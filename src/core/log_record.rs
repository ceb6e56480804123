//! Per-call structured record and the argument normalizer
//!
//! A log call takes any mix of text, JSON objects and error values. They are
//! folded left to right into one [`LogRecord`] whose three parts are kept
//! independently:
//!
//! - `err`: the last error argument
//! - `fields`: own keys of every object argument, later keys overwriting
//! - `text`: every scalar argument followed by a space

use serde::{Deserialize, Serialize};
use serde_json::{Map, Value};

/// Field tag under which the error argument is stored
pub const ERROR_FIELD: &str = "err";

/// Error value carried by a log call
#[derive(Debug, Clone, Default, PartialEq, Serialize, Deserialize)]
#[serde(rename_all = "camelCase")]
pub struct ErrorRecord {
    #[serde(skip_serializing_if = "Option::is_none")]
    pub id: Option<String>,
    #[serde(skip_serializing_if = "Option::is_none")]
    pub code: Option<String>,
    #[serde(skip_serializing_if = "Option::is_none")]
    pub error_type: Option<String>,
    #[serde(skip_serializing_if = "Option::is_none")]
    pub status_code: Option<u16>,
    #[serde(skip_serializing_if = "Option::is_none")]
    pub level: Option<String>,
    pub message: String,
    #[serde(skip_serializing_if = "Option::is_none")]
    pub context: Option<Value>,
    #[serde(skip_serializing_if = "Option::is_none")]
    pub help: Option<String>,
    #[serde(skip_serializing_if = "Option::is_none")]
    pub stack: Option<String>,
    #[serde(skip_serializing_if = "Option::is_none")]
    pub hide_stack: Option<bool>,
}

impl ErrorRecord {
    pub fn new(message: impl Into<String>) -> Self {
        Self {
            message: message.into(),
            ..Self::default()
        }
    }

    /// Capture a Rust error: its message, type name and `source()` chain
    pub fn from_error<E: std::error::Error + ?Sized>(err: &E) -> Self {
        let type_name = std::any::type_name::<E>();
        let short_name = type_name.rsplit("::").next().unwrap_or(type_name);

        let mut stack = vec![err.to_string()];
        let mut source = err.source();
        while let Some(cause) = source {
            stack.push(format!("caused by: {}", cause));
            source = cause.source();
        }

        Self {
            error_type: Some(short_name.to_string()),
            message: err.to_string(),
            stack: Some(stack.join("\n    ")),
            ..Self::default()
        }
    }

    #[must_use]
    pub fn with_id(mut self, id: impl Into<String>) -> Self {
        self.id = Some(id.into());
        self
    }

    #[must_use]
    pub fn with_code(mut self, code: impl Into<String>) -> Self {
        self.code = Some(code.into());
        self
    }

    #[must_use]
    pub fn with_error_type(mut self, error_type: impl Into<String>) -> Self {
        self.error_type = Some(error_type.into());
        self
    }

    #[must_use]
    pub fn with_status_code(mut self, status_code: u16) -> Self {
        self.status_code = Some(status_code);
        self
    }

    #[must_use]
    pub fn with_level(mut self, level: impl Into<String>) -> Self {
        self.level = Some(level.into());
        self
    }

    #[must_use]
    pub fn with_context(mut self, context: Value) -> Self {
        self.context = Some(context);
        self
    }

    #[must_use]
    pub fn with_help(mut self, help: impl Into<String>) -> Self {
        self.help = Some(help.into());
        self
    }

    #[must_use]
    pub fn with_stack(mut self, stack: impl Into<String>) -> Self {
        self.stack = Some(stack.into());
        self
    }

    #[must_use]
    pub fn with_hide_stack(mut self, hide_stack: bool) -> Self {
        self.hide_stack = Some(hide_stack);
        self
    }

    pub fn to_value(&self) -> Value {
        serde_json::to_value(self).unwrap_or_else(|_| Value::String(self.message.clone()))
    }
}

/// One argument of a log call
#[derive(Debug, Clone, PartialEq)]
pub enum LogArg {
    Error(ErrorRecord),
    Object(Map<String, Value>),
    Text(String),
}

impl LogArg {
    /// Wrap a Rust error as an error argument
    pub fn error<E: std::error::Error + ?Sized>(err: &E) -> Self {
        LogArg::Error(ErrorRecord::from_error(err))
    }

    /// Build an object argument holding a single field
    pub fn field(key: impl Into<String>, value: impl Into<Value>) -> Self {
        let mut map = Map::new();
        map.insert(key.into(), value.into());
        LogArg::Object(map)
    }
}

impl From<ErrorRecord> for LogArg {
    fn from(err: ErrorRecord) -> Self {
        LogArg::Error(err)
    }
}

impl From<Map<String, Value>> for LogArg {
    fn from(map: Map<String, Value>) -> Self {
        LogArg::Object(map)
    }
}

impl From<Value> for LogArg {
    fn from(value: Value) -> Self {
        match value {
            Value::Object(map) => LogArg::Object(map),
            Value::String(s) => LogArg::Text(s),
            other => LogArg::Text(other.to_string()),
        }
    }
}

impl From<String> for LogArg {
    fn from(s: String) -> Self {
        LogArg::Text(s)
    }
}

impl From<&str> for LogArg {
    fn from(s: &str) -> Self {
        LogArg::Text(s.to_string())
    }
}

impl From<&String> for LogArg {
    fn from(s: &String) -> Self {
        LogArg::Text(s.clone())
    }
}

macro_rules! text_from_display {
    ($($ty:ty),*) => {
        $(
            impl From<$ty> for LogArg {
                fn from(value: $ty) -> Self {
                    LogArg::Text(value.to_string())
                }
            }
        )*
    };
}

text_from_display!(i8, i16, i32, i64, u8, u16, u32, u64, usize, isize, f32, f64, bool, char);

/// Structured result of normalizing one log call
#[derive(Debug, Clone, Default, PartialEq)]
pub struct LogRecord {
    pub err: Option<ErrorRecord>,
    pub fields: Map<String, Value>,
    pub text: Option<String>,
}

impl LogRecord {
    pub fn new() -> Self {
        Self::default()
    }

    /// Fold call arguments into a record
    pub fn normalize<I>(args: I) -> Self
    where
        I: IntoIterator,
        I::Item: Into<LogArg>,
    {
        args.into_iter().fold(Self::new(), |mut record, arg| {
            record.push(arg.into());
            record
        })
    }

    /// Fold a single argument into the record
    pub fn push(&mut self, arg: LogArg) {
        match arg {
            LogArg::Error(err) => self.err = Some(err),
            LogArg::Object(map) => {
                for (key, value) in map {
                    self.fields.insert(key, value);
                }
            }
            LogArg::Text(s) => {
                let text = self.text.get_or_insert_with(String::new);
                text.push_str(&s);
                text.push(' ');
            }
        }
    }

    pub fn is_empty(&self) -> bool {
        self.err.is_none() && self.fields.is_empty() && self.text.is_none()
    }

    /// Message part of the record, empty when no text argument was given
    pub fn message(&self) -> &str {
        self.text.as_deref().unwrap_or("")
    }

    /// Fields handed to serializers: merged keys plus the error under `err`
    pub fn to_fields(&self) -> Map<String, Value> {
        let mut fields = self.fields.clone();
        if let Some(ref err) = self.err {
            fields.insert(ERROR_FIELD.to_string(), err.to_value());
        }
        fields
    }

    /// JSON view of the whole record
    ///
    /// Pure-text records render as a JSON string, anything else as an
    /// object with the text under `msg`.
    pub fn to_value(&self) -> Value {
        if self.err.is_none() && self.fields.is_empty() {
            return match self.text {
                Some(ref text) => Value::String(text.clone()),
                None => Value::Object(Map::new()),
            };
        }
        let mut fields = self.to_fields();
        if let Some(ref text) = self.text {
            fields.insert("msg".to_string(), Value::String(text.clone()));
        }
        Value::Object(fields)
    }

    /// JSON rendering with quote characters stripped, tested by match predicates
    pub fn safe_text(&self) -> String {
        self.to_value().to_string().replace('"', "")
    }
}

---

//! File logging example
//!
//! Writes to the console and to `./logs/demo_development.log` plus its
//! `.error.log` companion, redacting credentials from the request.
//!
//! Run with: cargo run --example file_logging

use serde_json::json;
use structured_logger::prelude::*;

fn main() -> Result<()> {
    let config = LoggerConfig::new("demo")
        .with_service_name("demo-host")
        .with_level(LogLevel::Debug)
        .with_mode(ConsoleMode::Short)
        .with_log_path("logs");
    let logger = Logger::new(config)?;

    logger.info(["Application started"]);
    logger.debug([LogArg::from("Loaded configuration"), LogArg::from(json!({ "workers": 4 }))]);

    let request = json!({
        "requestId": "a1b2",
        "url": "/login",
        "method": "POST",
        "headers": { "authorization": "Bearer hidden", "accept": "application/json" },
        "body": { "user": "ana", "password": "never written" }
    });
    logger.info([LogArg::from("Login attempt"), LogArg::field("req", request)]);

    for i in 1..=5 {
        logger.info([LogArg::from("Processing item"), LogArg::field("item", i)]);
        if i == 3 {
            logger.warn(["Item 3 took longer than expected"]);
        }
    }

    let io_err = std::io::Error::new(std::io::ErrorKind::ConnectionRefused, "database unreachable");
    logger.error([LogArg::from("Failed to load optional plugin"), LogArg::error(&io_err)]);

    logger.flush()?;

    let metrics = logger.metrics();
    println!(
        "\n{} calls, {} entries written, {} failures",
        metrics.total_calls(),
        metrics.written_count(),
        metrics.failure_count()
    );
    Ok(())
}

--

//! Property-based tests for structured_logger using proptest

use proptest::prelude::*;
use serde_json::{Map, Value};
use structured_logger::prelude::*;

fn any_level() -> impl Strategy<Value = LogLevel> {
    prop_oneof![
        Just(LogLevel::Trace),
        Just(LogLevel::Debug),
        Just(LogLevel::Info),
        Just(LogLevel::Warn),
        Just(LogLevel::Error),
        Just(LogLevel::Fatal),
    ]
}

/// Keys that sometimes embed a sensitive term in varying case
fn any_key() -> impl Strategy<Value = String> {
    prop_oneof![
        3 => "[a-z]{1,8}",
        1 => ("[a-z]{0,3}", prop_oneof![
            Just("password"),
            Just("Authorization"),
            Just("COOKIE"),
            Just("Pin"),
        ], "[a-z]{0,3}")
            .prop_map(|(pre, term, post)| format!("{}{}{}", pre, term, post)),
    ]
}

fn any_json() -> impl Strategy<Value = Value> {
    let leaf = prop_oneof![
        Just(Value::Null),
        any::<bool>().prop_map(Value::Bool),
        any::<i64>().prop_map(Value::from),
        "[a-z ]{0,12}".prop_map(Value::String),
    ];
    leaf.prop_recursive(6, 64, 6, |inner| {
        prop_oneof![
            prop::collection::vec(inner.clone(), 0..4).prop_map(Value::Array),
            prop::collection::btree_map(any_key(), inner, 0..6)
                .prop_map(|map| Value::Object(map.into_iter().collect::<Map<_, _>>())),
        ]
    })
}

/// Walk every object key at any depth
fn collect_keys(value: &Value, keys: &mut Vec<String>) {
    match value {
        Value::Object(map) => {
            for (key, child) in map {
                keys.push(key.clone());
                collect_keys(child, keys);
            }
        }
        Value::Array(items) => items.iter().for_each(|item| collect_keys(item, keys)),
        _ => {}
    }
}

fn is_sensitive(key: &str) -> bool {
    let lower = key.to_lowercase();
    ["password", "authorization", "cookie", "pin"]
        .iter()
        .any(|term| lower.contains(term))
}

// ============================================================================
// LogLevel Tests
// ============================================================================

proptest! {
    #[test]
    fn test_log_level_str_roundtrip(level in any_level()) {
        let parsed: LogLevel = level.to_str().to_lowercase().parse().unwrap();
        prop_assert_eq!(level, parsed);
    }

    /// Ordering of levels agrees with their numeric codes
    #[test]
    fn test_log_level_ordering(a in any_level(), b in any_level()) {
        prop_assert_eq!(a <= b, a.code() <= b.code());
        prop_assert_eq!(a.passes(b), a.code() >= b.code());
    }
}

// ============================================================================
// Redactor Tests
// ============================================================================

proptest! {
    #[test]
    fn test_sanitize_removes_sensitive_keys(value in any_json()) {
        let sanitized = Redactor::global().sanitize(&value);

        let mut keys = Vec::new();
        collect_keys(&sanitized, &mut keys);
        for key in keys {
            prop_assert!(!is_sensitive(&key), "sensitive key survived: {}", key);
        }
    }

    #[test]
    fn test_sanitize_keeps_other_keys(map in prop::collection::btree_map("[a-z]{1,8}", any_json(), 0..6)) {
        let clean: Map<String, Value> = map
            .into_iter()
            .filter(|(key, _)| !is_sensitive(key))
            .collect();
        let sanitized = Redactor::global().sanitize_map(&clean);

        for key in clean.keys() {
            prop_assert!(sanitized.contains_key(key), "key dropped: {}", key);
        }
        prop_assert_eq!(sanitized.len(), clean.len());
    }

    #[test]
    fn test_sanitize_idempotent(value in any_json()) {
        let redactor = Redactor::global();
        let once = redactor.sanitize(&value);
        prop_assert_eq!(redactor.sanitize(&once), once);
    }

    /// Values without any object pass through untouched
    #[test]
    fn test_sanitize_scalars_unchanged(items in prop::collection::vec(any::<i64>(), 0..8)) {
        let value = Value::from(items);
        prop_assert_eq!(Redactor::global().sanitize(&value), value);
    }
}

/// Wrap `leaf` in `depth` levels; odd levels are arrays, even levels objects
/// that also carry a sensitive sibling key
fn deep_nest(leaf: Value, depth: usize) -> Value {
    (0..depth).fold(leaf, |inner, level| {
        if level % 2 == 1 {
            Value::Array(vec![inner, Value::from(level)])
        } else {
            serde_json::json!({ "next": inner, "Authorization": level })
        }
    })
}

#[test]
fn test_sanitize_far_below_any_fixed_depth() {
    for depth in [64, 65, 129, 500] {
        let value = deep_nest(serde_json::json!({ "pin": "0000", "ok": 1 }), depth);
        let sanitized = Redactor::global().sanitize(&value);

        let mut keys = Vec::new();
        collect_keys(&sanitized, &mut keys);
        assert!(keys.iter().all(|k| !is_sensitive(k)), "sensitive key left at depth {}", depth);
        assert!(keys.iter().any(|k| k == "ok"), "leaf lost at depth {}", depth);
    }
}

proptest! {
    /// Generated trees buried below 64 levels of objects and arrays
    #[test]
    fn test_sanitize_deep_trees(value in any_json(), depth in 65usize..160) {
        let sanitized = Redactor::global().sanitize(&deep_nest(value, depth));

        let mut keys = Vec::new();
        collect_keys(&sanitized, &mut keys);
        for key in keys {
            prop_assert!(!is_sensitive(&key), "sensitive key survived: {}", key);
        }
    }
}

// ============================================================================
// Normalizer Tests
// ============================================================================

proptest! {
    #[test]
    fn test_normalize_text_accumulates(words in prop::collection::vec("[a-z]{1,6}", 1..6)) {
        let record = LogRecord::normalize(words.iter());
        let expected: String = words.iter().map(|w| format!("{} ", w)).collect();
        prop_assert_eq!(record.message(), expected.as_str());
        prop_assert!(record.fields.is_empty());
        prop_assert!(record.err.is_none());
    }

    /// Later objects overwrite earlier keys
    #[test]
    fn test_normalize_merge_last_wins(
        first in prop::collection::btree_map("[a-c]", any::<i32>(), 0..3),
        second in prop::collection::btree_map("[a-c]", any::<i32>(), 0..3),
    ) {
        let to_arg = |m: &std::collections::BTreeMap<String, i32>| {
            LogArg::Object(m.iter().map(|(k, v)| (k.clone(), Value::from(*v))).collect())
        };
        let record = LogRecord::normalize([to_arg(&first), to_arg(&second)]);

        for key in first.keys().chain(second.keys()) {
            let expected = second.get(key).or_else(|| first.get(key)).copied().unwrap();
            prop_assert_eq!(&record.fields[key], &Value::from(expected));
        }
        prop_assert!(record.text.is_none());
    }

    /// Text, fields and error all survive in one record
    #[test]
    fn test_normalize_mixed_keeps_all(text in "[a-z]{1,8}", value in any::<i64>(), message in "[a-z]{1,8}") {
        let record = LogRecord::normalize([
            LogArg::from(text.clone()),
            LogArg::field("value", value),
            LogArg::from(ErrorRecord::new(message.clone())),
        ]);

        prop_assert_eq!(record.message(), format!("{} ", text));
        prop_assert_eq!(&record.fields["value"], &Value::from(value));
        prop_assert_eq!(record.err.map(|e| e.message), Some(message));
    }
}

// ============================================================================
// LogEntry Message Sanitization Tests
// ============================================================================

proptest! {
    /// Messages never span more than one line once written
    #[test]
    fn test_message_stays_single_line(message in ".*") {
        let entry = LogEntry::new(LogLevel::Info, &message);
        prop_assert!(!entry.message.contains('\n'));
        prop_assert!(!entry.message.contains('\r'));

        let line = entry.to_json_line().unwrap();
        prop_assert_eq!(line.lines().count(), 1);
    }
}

* What to work on *
From the data above, copy every line where "parsed" appears.

* Result of the exercise *
        let parsed: LogLevel = level.to_str().to_lowercase().parse().unwrap();
        prop_assert_eq!(level, parsed);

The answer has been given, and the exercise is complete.